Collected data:
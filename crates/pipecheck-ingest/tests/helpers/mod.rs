//! Test helpers for PipeCheck integration tests
//!
//! - Ingestor builders over the in-memory store
//! - A store wrapper that fails record writes on demand

#![allow(dead_code)]

use async_trait::async_trait;
use pipecheck_ingest::error::{StoreError, StoreResult};
use pipecheck_ingest::fingerprint::Fingerprint;
use pipecheck_ingest::store::{
    ErrorEntry, NewErrorEntry, NewRecord, Record, RecordStore, RunStats, StoreTransaction,
    UpsertOutcome,
};
use pipecheck_ingest::{Ingestor, MemoryStore, PipelineConfig, RepairEngine, Run, ValidationMode};
use std::sync::atomic::{AtomicUsize, Ordering};
use std::sync::Arc;
use uuid::Uuid;

/// Ingestor over `store` with AI repair disabled
pub fn ingestor(store: Arc<dyn RecordStore>) -> Ingestor {
    ingestor_with(store, PipelineConfig::default())
}

pub fn ingestor_with(store: Arc<dyn RecordStore>, config: PipelineConfig) -> Ingestor {
    let engine = RepairEngine::deterministic(config.validation_mode);
    Ingestor::new(store, engine, config)
}

pub fn strict_config() -> PipelineConfig {
    PipelineConfig {
        validation_mode: ValidationMode::Strict,
        ..Default::default()
    }
}

/// Memory store whose record writes fail once a write budget is spent
pub struct FaultyStore {
    inner: MemoryStore,
    writes_left: Arc<AtomicUsize>,
}

impl FaultyStore {
    /// Allow `writes` successful upserts, then fail every later one
    pub fn failing_after(writes: usize) -> Self {
        Self {
            inner: MemoryStore::new(),
            writes_left: Arc::new(AtomicUsize::new(writes)),
        }
    }
}

#[async_trait]
impl RecordStore for FaultyStore {
    async fn begin(&self) -> StoreResult<Box<dyn StoreTransaction>> {
        Ok(Box::new(FaultyTransaction {
            inner: self.inner.begin().await?,
            writes_left: self.writes_left.clone(),
        }))
    }

    async fn create_run(&self, run: &Run) -> StoreResult<()> {
        self.inner.create_run(run).await
    }

    async fn update_run(&self, run: &Run) -> StoreResult<()> {
        self.inner.update_run(run).await
    }

    async fn get_run(&self, id: Uuid) -> StoreResult<Option<Run>> {
        self.inner.get_run(id).await
    }

    async fn find_run_by_file_hash(&self, file_hash: &str) -> StoreResult<Option<Run>> {
        self.inner.find_run_by_file_hash(file_hash).await
    }

    async fn list_runs(&self, limit: i64) -> StoreResult<Vec<Run>> {
        self.inner.list_runs(limit).await
    }

    async fn count_runs(&self) -> StoreResult<i64> {
        self.inner.count_runs().await
    }

    async fn list_errors(&self, run_id: Uuid) -> StoreResult<Vec<ErrorEntry>> {
        self.inner.list_errors(run_id).await
    }

    async fn list_records(&self, run_id: Uuid) -> StoreResult<Vec<Record>> {
        self.inner.list_records(run_id).await
    }

    async fn count_records(&self) -> StoreResult<i64> {
        self.inner.count_records().await
    }

    async fn get_record(&self, fingerprint: &Fingerprint) -> StoreResult<Option<Record>> {
        self.inner.get_record(fingerprint).await
    }

    async fn stats(&self) -> StoreResult<RunStats> {
        self.inner.stats().await
    }
}

struct FaultyTransaction {
    inner: Box<dyn StoreTransaction>,
    writes_left: Arc<AtomicUsize>,
}

#[async_trait]
impl StoreTransaction for FaultyTransaction {
    async fn upsert_record(&mut self, record: NewRecord) -> StoreResult<UpsertOutcome> {
        let spent = self
            .writes_left
            .fetch_update(Ordering::SeqCst, Ordering::SeqCst, |left| left.checked_sub(1))
            .is_err();
        if spent {
            return Err(StoreError::Backend("connection reset by peer".to_string()));
        }
        self.inner.upsert_record(record).await
    }

    async fn insert_error(&mut self, entry: NewErrorEntry) -> StoreResult<()> {
        self.inner.insert_error(entry).await
    }

    async fn commit(self: Box<Self>) -> StoreResult<()> {
        self.inner.commit().await
    }

    async fn rollback(self: Box<Self>) -> StoreResult<()> {
        self.inner.rollback().await
    }
}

--- Exercise ---
Search the records above for the string "RepairEngine". Copy every line that contains it.

--- Exercise response ---
use pipecheck_ingest::{Ingestor, MemoryStore, PipelineConfig, RepairEngine, Run, ValidationMode};
    let engine = RepairEngine::deterministic(config.validation_mode);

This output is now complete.